Data items:
>>>

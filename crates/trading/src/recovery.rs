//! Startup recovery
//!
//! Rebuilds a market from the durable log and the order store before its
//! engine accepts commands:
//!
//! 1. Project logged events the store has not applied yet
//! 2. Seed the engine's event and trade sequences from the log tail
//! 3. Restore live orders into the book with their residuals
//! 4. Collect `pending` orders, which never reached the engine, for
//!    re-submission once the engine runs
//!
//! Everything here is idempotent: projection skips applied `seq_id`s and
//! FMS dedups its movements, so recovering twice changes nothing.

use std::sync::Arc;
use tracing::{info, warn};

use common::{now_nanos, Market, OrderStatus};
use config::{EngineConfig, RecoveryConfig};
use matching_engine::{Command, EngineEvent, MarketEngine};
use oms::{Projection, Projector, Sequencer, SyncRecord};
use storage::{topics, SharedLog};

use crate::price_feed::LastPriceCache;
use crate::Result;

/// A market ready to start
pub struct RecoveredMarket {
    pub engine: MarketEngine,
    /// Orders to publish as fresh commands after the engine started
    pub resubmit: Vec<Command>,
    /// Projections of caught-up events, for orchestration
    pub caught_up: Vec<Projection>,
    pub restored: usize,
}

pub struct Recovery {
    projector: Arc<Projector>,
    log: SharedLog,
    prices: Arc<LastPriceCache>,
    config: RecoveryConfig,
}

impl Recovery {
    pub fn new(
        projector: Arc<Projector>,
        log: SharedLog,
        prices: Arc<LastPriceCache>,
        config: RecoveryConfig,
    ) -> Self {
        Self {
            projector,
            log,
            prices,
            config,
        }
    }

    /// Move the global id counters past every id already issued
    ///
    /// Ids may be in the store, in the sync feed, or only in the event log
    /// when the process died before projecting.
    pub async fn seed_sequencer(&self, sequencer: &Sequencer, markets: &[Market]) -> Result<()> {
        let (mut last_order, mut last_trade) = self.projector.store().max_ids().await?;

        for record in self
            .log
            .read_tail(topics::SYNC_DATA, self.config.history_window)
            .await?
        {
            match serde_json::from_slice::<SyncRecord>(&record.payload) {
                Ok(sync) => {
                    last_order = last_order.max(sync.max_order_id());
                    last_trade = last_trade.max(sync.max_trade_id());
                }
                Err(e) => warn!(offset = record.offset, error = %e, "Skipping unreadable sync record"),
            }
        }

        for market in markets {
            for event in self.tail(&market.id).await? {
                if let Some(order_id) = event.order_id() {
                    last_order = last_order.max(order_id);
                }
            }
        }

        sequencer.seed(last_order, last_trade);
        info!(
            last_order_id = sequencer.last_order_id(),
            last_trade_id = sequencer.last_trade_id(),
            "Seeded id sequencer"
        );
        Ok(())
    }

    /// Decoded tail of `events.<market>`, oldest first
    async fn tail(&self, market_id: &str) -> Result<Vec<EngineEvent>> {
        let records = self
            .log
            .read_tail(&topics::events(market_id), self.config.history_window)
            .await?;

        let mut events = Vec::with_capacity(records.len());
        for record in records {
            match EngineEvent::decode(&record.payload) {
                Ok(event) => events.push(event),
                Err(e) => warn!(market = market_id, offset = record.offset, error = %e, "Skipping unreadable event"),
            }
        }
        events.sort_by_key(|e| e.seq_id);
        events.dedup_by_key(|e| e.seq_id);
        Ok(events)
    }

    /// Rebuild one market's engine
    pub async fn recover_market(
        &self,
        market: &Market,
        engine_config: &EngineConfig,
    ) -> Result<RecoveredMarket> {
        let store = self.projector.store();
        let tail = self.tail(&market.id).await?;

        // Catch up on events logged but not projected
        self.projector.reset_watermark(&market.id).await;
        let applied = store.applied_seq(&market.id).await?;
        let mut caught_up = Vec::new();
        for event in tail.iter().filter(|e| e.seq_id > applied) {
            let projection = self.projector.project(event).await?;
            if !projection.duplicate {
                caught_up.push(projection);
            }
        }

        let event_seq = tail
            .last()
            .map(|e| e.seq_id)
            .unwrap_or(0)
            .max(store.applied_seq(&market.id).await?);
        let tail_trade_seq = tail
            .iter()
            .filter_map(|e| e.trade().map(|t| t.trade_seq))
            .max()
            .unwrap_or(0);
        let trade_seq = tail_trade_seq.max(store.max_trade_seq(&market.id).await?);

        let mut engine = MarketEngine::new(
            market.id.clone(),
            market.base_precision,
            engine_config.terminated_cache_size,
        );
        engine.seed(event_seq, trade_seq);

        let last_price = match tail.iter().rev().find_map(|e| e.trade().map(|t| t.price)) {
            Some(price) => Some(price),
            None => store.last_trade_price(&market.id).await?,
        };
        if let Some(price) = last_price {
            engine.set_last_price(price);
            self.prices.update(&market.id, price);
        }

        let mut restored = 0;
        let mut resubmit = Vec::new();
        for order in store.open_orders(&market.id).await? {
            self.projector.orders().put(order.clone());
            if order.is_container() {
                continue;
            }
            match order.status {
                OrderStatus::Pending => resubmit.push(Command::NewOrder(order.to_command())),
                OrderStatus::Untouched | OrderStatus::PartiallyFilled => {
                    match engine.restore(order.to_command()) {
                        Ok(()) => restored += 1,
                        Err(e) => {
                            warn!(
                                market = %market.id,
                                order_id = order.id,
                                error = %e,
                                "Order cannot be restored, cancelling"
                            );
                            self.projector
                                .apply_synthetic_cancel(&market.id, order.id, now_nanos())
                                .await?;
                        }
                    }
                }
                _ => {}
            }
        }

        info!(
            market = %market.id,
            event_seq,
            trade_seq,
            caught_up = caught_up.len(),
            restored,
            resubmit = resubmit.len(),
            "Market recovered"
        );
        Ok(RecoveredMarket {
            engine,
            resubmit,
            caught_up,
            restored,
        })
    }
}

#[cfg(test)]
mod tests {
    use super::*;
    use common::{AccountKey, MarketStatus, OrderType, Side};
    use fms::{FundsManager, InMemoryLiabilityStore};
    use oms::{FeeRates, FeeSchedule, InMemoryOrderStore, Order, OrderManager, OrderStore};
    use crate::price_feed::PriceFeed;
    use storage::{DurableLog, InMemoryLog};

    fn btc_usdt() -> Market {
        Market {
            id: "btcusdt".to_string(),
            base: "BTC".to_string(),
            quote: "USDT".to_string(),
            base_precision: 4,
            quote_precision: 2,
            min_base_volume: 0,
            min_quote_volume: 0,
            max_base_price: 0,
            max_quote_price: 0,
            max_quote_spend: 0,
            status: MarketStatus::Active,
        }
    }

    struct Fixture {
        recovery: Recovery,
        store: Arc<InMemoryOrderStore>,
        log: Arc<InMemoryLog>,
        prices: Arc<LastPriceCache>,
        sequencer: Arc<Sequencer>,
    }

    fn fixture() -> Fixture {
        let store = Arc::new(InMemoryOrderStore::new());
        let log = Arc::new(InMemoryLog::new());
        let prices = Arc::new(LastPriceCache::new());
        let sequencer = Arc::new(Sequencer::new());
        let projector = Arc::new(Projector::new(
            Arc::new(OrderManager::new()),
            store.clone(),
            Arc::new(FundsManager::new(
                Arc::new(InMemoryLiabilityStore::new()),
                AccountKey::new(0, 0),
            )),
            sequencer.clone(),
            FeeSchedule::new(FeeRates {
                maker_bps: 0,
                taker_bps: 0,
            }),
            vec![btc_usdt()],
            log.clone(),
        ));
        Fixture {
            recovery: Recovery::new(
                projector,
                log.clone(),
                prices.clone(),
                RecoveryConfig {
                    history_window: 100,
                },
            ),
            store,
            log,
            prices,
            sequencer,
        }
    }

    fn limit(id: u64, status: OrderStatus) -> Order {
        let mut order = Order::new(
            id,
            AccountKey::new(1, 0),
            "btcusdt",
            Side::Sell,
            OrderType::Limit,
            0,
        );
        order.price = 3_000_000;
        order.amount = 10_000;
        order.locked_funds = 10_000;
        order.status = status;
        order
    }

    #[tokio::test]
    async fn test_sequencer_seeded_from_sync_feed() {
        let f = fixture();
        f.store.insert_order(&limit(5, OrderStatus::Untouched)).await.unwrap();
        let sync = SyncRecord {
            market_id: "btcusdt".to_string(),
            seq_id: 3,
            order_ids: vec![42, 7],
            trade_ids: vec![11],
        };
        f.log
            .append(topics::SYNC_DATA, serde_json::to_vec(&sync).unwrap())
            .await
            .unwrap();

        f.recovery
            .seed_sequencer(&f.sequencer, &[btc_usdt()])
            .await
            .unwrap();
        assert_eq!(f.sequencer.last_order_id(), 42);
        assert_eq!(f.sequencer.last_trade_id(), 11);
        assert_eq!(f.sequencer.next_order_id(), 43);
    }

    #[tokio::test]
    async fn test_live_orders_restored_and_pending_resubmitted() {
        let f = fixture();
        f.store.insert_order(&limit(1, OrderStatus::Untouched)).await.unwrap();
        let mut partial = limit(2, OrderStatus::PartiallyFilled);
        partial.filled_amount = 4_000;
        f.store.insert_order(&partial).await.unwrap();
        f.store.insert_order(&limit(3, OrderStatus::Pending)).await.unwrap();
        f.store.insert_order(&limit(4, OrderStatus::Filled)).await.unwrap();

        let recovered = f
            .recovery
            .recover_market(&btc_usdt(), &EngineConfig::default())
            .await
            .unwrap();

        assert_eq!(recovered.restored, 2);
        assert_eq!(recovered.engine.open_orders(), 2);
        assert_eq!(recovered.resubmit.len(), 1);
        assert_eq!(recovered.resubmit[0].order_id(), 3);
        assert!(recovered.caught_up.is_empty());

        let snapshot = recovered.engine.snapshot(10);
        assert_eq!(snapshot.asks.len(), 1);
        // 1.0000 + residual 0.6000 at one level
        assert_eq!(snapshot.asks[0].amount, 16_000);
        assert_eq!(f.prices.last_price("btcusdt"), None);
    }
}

<<<

Directions for this task:
Find every line in the records that uses the string "LastPriceCache", then copy it.

Solution to the problem:
use crate::price_feed::LastPriceCache;
    prices: Arc<LastPriceCache>,
        prices: Arc<LastPriceCache>,
        prices: Arc<LastPriceCache>,
        let prices = Arc::new(LastPriceCache::new());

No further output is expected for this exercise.